Both have reasonable but not 100% uptime. So to get close to 100% uptime, I use both together. These are consumer grade connections with no BGP. These days many routing platforms support running multiple WAN links for the redundancy reasons. I use Ubnt Edgerouter Lite which my good friend Nat Morris gifted me a while ago. Both links are defined in the “load balancing” where one link acts as primary and other for failover only with multiple routing tables. Next, policy based routing on the LAN VLAN sub-interface takes care of routing packets as needed. This documentation covers the setup in detail. For wifi I use a Asus device which runs purely as a access point in bridged mode with no routing.

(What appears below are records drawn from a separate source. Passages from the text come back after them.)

//! Ollama HTTP client for embeddings and chat generation with retry logic

use futures::stream::StreamExt;
use reqwest::Client;
use serde::{Deserialize, Serialize};
use std::time::Duration;

use crate::config::LlmConfig;
use crate::error::{Error, Result};
use crate::providers::llm::GenerationRequest;

use super::retry::retry_request;
use super::stream::{decode_lines, LineEvent, TokenStream};

/// Ollama API client with automatic retry
#[derive(Clone)]
pub struct OllamaClient {
    client: Client,
    base_url: String,
    chat_model: String,
    embed_model: String,
    temperature: f32,
    max_tokens: u32,
    max_retries: u32,
}

#[derive(Serialize)]
struct ChatRequest<'a> {
    model: &'a str,
    messages: Vec<ChatMessage<'a>>,
    stream: bool,
    options: ChatOptions,
}

#[derive(Serialize)]
struct ChatMessage<'a> {
    role: &'a str,
    content: &'a str,
}

#[derive(Serialize)]
struct ChatOptions {
    temperature: f32,
    num_predict: u32,
}

#[derive(Deserialize)]
struct ChatResponse {
    #[serde(default)]
    message: Option<ResponseMessage>,
    #[serde(default)]
    done: bool,
    #[serde(default)]
    error: Option<String>,
}

#[derive(Deserialize)]
struct ResponseMessage {
    #[serde(default)]
    content: String,
}

#[derive(Serialize)]
struct EmbedRequest<'a> {
    model: &'a str,
    prompt: &'a str,
}

#[derive(Deserialize)]
struct EmbedResponse {
    embedding: Vec<f32>,
}

impl OllamaClient {
    /// Create a client for `config.generate_model` and the given embedding model
    pub fn new(config: &LlmConfig, embed_model: impl Into<String>) -> Result<Self> {
        // no total timeout; timeout_secs bounds the gap between bytes
        let client = Client::builder()
            .connect_timeout(Duration::from_secs(config.connect_timeout_secs))
            .read_timeout(Duration::from_secs(config.timeout_secs))
            .pool_max_idle_per_host(5)
            .build()
            .map_err(|e| Error::Config(format!("Failed to create HTTP client: {}", e)))?;

        Ok(Self {
            client,
            base_url: config.base_url.trim_end_matches('/').to_string(),
            chat_model: config.generate_model.clone(),
            embed_model: embed_model.into(),
            temperature: config.temperature,
            max_tokens: config.max_output_tokens,
            max_retries: config.max_retries,
        })
    }

    pub fn chat_model(&self) -> &str {
        &self.chat_model
    }

    pub fn embed_model(&self) -> &str {
        &self.embed_model
    }

    /// Check if Ollama is reachable
    pub async fn health_check(&self) -> Result<bool> {
        let url = format!("{}/api/tags", self.base_url);

        match self.client.get(&url).send().await {
            Ok(response) => Ok(response.status().is_success()),
            Err(_) => Ok(false),
        }
    }

    /// Generate an embedding with retry
    pub async fn embed(&self, text: &str) -> Result<Vec<f32>> {
        let url = format!("{}/api/embeddings", self.base_url);
        let url = url.as_str();

        retry_request("Embedding request", self.max_retries, || async move {
            let request = EmbedRequest {
                model: &self.embed_model,
                prompt: text,
            };

            let response = self
                .client
                .post(url)
                .json(&request)
                .send()
                .await
                .map_err(|e| Error::embedding(format!("Embedding request failed: {}", e)))?;

            if !response.status().is_success() {
                return Err(Error::embedding(format!(
                    "Embedding failed: HTTP {}",
                    response.status()
                )));
            }

            let embed_response: EmbedResponse = response.json().await.map_err(|e| {
                Error::embedding(format!("Failed to parse embedding response: {}", e))
            })?;

            if embed_response.embedding.is_empty() {
                return Err(Error::embedding("Ollama returned an empty embedding"));
            }

            Ok(embed_response.embedding)
        })
        .await
    }

    fn chat_body<'a>(&'a self, request: &'a GenerationRequest, stream: bool) -> ChatRequest<'a> {
        let mut messages = Vec::with_capacity(request.messages.len() + 1);
        if let Some(system) = &request.system {
            messages.push(ChatMessage {
                role: "system",
                content: system,
            });
        }
        messages.extend(request.messages.iter().map(|turn| ChatMessage {
            role: turn.role.as_str(),
            content: &turn.content,
        }));

        ChatRequest {
            model: &self.chat_model,
            messages,
            stream,
            options: ChatOptions {
                temperature: request.temperature.unwrap_or(self.temperature),
                num_predict: request.max_tokens.unwrap_or(self.max_tokens),
            },
        }
    }

    async fn send_chat(&self, request: &GenerationRequest, stream: bool) -> Result<reqwest::Response> {
        let url = format!("{}/api/chat", self.base_url);
        let body = self.chat_body(request, stream);

        let response = self
            .client
            .post(&url)
            .json(&body)
            .send()
            .await
            .map_err(|e| Error::llm(format!("Generation request failed: {}", e)))?;

        if !response.status().is_success() {
            let status = response.status();
            let body = response.text().await.unwrap_or_default();
            return Err(Error::llm(format!(
                "Generation failed: HTTP {} - {}",
                status, body
            )));
        }

        Ok(response)
    }

    /// Non-streaming chat completion with retry
    pub async fn chat(&self, request: &GenerationRequest) -> Result<String> {
        tracing::debug!("Generating with model: {}", self.chat_model);

        retry_request("Generation request", self.max_retries, || async move {
            let response = self.send_chat(request, false).await?;
            let chat: ChatResponse = response
                .json()
                .await
                .map_err(|e| Error::llm(format!("Failed to parse generation response: {}", e)))?;

            if let Some(error) = chat.error {
                return Err(Error::llm(error));
            }
            Ok(chat.message.map(|m| m.content).unwrap_or_default())
        })
        .await
    }

    /// Streaming chat completion
    ///
    /// Only establishing the stream is retried; once fragments flow, a failure
    /// surfaces as an error item.
    pub async fn chat_stream(&self, request: &GenerationRequest) -> Result<TokenStream> {
        tracing::debug!("Streaming with model: {}", self.chat_model);

        let response = retry_request("Generation stream", self.max_retries, || {
            self.send_chat(request, true)
        })
        .await?;

        Ok(decode_lines(response.bytes_stream().boxed(), parse_chat_line))
    }
}

/// Parse one NDJSON line of an Ollama `/api/chat` stream
pub(crate) fn parse_chat_line(line: &str) -> Result<LineEvent> {
    let chunk: ChatResponse = serde_json::from_str(line)
        .map_err(|e| Error::llm(format!("Malformed stream line: {}", e)))?;

    if let Some(error) = chunk.error {
        return Err(Error::llm(error));
    }

    let text = chunk.message.map(|m| m.content).unwrap_or_default();
    match (text.is_empty(), chunk.done) {
        (false, _) => Ok(LineEvent::Token(text)),
        (true, true) => Ok(LineEvent::Done),
        (true, false) => Ok(LineEvent::Skip),
    }
}

#[cfg(test)]
mod tests {
    use super::*;
    use crate::types::ConversationHistory;

    fn client() -> OllamaClient {
        OllamaClient::new(&LlmConfig::default(), "nomic-embed-text").unwrap()
    }

    #[test]
    fn test_parse_chat_line() {
        assert_eq!(
            parse_chat_line(r#"{"message":{"role":"assistant","content":"Hi"},"done":false}"#).unwrap(),
            LineEvent::Token("Hi".to_string())
        );
        assert_eq!(
            parse_chat_line(r#"{"message":{"role":"assistant","content":""},"done":true}"#).unwrap(),
            LineEvent::Done
        );
        assert!(parse_chat_line(r#"{"error":"model not found"}"#).is_err());
        assert!(parse_chat_line("not json").is_err());
    }

    #[test]
    fn test_chat_body_layout() {
        let client = client();
        let mut history = ConversationHistory::new();
        history.record_exchange("hi", "hello");
        let request = GenerationRequest::new("question")
            .with_system("be brief")
            .with_history(&history)
            .with_max_tokens(64);

        let body = serde_json::to_value(client.chat_body(&request, true)).unwrap();
        let roles: Vec<&str> = body["messages"]
            .as_array()
            .unwrap()
            .iter()
            .map(|m| m["role"].as_str().unwrap())
            .collect();

        assert_eq!(roles, vec!["system", "user", "assistant", "user"]);
        assert_eq!(body["stream"], true);
        assert_eq!(body["options"]["num_predict"], 64);
        assert_eq!(body["model"], "llama3.2:3b");
    }

    async fn slow_chat() -> axum::response::Response {
        let lines = futures::stream::unfold(0usize, |n| async move {
            let line = match n {
                0..=3 => {
                    tokio::time::sleep(Duration::from_millis(400)).await;
                    format!(
                        "{{\"message\":{{\"role\":\"assistant\",\"content\":\"w{} \"}},\"done\":false}}\n",
                        n
                    )
                }
                4 => "{\"done\":true}\n".to_string(),
                _ => return None,
            };
            Some((Ok::<_, std::io::Error>(bytes::Bytes::from(line)), n + 1))
        });
        axum::response::Response::new(axum::body::Body::from_stream(lines))
    }

    #[tokio::test]
    async fn test_stream_may_outlast_read_timeout() {
        let listener = tokio::net::TcpListener::bind("127.0.0.1:0").await.unwrap();
        let addr = listener.local_addr().unwrap();
        let app = axum::Router::new().route("/api/chat", axum::routing::post(slow_chat));
        tokio::spawn(async move { axum::serve(listener, app).await.unwrap() });

        // 1.6 s of streaming against a 1 s read timeout
        let config = LlmConfig {
            base_url: format!("http://{}", addr),
            timeout_secs: 1,
            max_retries: 0,
            ..Default::default()
        };
        let client = OllamaClient::new(&config, "nomic-embed-text").unwrap();
        let fragments: Vec<String> = client
            .chat_stream(&GenerationRequest::new("Tell me about R41"))
            .await
            .unwrap()
            .map(|fragment| fragment.unwrap())
            .collect()
            .await;

        assert_eq!(fragments, vec!["w0 ", "w1 ", "w2 ", "w3 "]);
    }

    #[tokio::test]
    async fn test_health_check_unreachable() {
        let config = LlmConfig {
            base_url: "http://127.0.0.1:1".to_string(),
            timeout_secs: 1,
            ..Default::default()
        };
        let client = OllamaClient::new(&config, "nomic-embed-text").unwrap();
        assert!(!client.health_check().await.unwrap());
    }
}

Some other things in use at home network:

  • A Raspberry pi 3 stays on a dedicated VLAN & runs multiple site to site Wireguard VPN tunnels (over multiple WAN links) to multiple of my remote locations.
  • It also runs OSPF over FRR to ensure dynamic routing table changes whenever a link is changed. I can switch over traffic by defining the OSPF cost.
  • My server in Munich runs a NGIX proxy & apart from doing various tasks, it also hosts a test URL which does reverse proxy via Raspberry Pi at my home over Siti broadband (only). UptimeRobot monitors that URL for availability and that’s how I monitor my Siti broadband link which is without any public IP and totally behind the CGNAT.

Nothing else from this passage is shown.